--- START ---

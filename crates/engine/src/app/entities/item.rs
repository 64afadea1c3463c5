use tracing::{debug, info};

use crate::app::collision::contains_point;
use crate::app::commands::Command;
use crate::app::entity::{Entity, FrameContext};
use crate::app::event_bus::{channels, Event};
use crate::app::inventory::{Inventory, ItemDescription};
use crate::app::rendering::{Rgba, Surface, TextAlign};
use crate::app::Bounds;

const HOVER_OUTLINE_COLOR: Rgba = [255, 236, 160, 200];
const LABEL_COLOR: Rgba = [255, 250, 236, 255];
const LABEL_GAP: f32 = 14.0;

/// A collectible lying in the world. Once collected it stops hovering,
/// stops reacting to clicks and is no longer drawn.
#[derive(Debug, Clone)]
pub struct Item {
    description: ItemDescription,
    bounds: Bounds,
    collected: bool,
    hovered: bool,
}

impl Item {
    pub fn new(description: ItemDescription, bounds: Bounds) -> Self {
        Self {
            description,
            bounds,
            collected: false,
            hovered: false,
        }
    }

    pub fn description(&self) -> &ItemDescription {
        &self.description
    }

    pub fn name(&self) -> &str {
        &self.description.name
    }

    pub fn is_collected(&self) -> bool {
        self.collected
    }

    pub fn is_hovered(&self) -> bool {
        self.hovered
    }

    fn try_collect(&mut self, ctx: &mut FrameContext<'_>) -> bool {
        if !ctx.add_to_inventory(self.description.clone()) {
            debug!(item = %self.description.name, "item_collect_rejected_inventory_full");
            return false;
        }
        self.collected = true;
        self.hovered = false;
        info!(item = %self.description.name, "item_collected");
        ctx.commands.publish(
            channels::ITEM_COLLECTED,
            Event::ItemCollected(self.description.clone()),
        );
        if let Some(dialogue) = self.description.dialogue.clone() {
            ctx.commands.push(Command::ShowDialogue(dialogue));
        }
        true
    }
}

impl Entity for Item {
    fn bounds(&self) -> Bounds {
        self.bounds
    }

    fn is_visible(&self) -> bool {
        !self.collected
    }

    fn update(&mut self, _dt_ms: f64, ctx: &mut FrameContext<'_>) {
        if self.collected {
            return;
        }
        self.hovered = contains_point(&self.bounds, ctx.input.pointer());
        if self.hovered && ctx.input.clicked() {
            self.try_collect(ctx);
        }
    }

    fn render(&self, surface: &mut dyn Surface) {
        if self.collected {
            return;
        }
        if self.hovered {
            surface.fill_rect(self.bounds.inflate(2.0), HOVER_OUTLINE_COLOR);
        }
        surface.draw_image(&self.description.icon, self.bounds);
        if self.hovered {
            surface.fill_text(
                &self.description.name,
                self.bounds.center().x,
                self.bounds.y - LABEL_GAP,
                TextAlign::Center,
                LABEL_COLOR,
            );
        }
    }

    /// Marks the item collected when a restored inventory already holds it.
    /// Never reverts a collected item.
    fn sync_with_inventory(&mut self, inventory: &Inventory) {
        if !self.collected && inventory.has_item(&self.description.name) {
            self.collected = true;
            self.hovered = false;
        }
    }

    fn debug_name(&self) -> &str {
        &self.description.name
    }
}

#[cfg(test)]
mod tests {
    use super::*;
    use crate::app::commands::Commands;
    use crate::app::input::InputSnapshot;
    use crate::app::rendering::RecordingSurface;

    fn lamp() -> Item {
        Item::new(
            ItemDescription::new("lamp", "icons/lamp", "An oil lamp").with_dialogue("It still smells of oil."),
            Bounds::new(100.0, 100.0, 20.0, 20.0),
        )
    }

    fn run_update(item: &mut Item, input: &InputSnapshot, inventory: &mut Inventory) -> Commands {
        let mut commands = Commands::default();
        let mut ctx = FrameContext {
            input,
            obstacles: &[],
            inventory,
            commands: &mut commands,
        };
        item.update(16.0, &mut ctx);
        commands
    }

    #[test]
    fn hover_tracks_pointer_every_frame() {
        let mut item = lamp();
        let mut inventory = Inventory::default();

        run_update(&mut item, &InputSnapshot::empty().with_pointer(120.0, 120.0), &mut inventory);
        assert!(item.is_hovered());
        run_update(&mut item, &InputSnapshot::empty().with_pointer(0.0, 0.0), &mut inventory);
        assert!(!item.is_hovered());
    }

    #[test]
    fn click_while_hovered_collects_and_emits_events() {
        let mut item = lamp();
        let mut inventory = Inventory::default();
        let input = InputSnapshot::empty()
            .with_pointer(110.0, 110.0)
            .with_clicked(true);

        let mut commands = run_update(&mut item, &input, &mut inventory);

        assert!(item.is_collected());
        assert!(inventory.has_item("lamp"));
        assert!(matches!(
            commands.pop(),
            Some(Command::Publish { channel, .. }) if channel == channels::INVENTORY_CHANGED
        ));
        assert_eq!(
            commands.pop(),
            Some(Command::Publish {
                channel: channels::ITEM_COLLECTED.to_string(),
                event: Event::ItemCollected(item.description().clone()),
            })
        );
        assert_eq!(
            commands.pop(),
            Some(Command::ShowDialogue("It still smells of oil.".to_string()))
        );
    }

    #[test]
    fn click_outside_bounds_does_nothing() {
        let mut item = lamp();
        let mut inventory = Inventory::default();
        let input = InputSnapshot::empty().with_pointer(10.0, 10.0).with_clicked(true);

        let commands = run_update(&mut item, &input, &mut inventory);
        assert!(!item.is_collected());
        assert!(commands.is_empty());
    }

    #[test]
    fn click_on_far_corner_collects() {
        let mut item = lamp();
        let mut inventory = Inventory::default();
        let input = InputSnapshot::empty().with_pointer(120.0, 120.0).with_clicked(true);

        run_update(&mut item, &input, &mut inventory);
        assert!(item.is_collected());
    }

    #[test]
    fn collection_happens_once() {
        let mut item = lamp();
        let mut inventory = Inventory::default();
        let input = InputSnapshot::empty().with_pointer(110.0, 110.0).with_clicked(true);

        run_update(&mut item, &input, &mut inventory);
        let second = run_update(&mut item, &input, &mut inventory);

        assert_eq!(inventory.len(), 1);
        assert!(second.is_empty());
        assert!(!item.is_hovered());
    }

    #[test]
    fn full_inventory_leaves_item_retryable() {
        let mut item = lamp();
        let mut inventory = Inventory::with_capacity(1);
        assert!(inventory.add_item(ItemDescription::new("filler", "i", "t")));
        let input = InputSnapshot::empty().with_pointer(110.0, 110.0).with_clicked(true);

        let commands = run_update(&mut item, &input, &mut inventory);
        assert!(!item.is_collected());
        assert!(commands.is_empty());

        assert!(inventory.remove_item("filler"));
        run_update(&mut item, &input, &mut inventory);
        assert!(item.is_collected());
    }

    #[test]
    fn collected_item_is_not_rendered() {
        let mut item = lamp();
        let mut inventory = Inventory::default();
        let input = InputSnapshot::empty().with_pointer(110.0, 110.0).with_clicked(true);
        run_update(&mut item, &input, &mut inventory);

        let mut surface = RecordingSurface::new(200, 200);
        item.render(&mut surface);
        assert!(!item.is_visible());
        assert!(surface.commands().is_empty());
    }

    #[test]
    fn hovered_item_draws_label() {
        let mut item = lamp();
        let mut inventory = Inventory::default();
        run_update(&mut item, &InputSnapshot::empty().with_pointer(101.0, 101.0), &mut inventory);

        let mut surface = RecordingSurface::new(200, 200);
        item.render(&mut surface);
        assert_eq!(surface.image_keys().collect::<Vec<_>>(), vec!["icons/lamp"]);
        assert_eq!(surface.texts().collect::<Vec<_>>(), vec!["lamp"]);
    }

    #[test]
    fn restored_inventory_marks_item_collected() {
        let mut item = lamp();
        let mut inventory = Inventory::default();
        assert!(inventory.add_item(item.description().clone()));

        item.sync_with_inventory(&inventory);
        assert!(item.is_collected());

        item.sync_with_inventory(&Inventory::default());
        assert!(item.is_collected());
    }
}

--- END ---

Aim of the task:
The full listing should be reproduced exactly.

Written reply:
filename crates/engine/src/app/entities/item.rs
repository 64afadea1c3463c5
use tracing::{debug, info};

use crate::app::collision::contains_point;
use crate::app::commands::Command;
use crate::app::entity::{Entity, FrameContext};
use crate::app::event_bus::{channels, Event};
use crate::app::inventory::{Inventory, ItemDescription};
use crate::app::rendering::{Rgba, Surface, TextAlign};
use crate::app::Bounds;

const HOVER_OUTLINE_COLOR: Rgba = [255, 236, 160, 200];
const LABEL_COLOR: Rgba = [255, 250, 236, 255];
const LABEL_GAP: f32 = 14.0;

/// A collectible lying in the world. Once collected it stops hovering,
/// stops reacting to clicks and is no longer drawn.
#[derive(Debug, Clone)]
pub struct Item {
    description: ItemDescription,
    bounds: Bounds,
    collected: bool,
    hovered: bool,
}

impl Item {
    pub fn new(description: ItemDescription, bounds: Bounds) -> Self {
        Self {
            description,
            bounds,
            collected: false,
            hovered: false,
        }
    }

    pub fn description(&self) -> &ItemDescription {
        &self.description
    }

    pub fn name(&self) -> &str {
        &self.description.name
    }

    pub fn is_collected(&self) -> bool {
        self.collected
    }

    pub fn is_hovered(&self) -> bool {
        self.hovered
    }

    fn try_collect(&mut self, ctx: &mut FrameContext<'_>) -> bool {
        if !ctx.add_to_inventory(self.description.clone()) {
            debug!(item = %self.description.name, "item_collect_rejected_inventory_full");
            return false;
        }
        self.collected = true;
        self.hovered = false;
        info!(item = %self.description.name, "item_collected");
        ctx.commands.publish(
            channels::ITEM_COLLECTED,
            Event::ItemCollected(self.description.clone()),
        );
        if let Some(dialogue) = self.description.dialogue.clone() {
            ctx.commands.push(Command::ShowDialogue(dialogue));
        }
        true
    }
}

impl Entity for Item {
    fn bounds(&self) -> Bounds {
        self.bounds
    }

    fn is_visible(&self) -> bool {
        !self.collected
    }

    fn update(&mut self, _dt_ms: f64, ctx: &mut FrameContext<'_>) {
        if self.collected {
            return;
        }
        self.hovered = contains_point(&self.bounds, ctx.input.pointer());
        if self.hovered && ctx.input.clicked() {
            self.try_collect(ctx);
        }
    }

    fn render(&self, surface: &mut dyn Surface) {
        if self.collected {
            return;
        }
        if self.hovered {
            surface.fill_rect(self.bounds.inflate(2.0), HOVER_OUTLINE_COLOR);
        }
        surface.draw_image(&self.description.icon, self.bounds);
        if self.hovered {
            surface.fill_text(
                &self.description.name,
                self.bounds.center().x,
                self.bounds.y - LABEL_GAP,
                TextAlign::Center,
                LABEL_COLOR,
            );
        }
    }

    /// Marks the item collected when a restored inventory already holds it.
    /// Never reverts a collected item.
    fn sync_with_inventory(&mut self, inventory: &Inventory) {
        if !self.collected && inventory.has_item(&self.description.name) {
            self.collected = true;
            self.hovered = false;
        }
    }

    fn debug_name(&self) -> &str {
        &self.description.name
    }
}

#[cfg(test)]
mod tests {
    use super::*;
    use crate::app::commands::Commands;
    use crate::app::input::InputSnapshot;
    use crate::app::rendering::RecordingSurface;

    fn lamp() -> Item {
        Item::new(
            ItemDescription::new("lamp", "icons/lamp", "An oil lamp").with_dialogue("It still smells of oil."),
            Bounds::new(100.0, 100.0, 20.0, 20.0),
        )
    }

    fn run_update(item: &mut Item, input: &InputSnapshot, inventory: &mut Inventory) -> Commands {
        let mut commands = Commands::default();
        let mut ctx = FrameContext {
            input,
            obstacles: &[],
            inventory,
            commands: &mut commands,
        };
        item.update(16.0, &mut ctx);
        commands
    }

    #[test]
    fn hover_tracks_pointer_every_frame() {
        let mut item = lamp();
        let mut inventory = Inventory::default();

        run_update(&mut item, &InputSnapshot::empty().with_pointer(120.0, 120.0), &mut inventory);
        assert!(item.is_hovered());
        run_update(&mut item, &InputSnapshot::empty().with_pointer(0.0, 0.0), &mut inventory);
        assert!(!item.is_hovered());
    }

    #[test]
    fn click_while_hovered_collects_and_emits_events() {
        let mut item = lamp();
        let mut inventory = Inventory::default();
        let input = InputSnapshot::empty()
            .with_pointer(110.0, 110.0)
            .with_clicked(true);

        let mut commands = run_update(&mut item, &input, &mut inventory);

        assert!(item.is_collected());
        assert!(inventory.has_item("lamp"));
        assert!(matches!(
            commands.pop(),
            Some(Command::Publish { channel, .. }) if channel == channels::INVENTORY_CHANGED
        ));
        assert_eq!(
            commands.pop(),
            Some(Command::Publish {
                channel: channels::ITEM_COLLECTED.to_string(),
                event: Event::ItemCollected(item.description().clone()),
            })
        );
        assert_eq!(
            commands.pop(),
            Some(Command::ShowDialogue("It still smells of oil.".to_string()))
        );
    }

    #[test]
    fn click_outside_bounds_does_nothing() {
        let mut item = lamp();
        let mut inventory = Inventory::default();
        let input = InputSnapshot::empty().with_pointer(10.0, 10.0).with_clicked(true);

        let commands = run_update(&mut item, &input, &mut inventory);
        assert!(!item.is_collected());
        assert!(commands.is_empty());
    }

    #[test]
    fn click_on_far_corner_collects() {
        let mut item = lamp();
        let mut inventory = Inventory::default();
        let input = InputSnapshot::empty().with_pointer(120.0, 120.0).with_clicked(true);

        run_update(&mut item, &input, &mut inventory);
        assert!(item.is_collected());
    }

    #[test]
    fn collection_happens_once() {
        let mut item = lamp();
        let mut inventory = Inventory::default();
        let input = InputSnapshot::empty().with_pointer(110.0, 110.0).with_clicked(true);

        run_update(&mut item, &input, &mut inventory);
        let second = run_update(&mut item, &input, &mut inventory);

        assert_eq!(inventory.len(), 1);
        assert!(second.is_empty());
        assert!(!item.is_hovered());
    }

    #[test]
    fn full_inventory_leaves_item_retryable() {
        let mut item = lamp();
        let mut inventory = Inventory::with_capacity(1);
        assert!(inventory.add_item(ItemDescription::new("filler", "i", "t")));
        let input = InputSnapshot::empty().with_pointer(110.0, 110.0).with_clicked(true);

        let commands = run_update(&mut item, &input, &mut inventory);
        assert!(!item.is_collected());
        assert!(commands.is_empty());

        assert!(inventory.remove_item("filler"));
        run_update(&mut item, &input, &mut inventory);
        assert!(item.is_collected());
    }

    #[test]
    fn collected_item_is_not_rendered() {
        let mut item = lamp();
        let mut inventory = Inventory::default();
        let input = InputSnapshot::empty().with_pointer(110.0, 110.0).with_clicked(true);
        run_update(&mut item, &input, &mut inventory);

        let mut surface = RecordingSurface::new(200, 200);
        item.render(&mut surface);
        assert!(!item.is_visible());
        assert!(surface.commands().is_empty());
    }

    #[test]
    fn hovered_item_draws_label() {
        let mut item = lamp();
        let mut inventory = Inventory::default();
        run_update(&mut item, &InputSnapshot::empty().with_pointer(101.0, 101.0), &mut inventory);

        let mut surface = RecordingSurface::new(200, 200);
        item.render(&mut surface);
        assert_eq!(surface.image_keys().collect::<Vec<_>>(), vec!["icons/lamp"]);
        assert_eq!(surface.texts().collect::<Vec<_>>(), vec!["lamp"]);
    }

    #[test]
    fn restored_inventory_marks_item_collected() {
        let mut item = lamp();
        let mut inventory = Inventory::default();
        assert!(inventory.add_item(item.description().clone()));

        item.sync_with_inventory(&inventory);
        assert!(item.is_collected());

        item.sync_with_inventory(&Inventory::default());
        assert!(item.is_collected());
    }
}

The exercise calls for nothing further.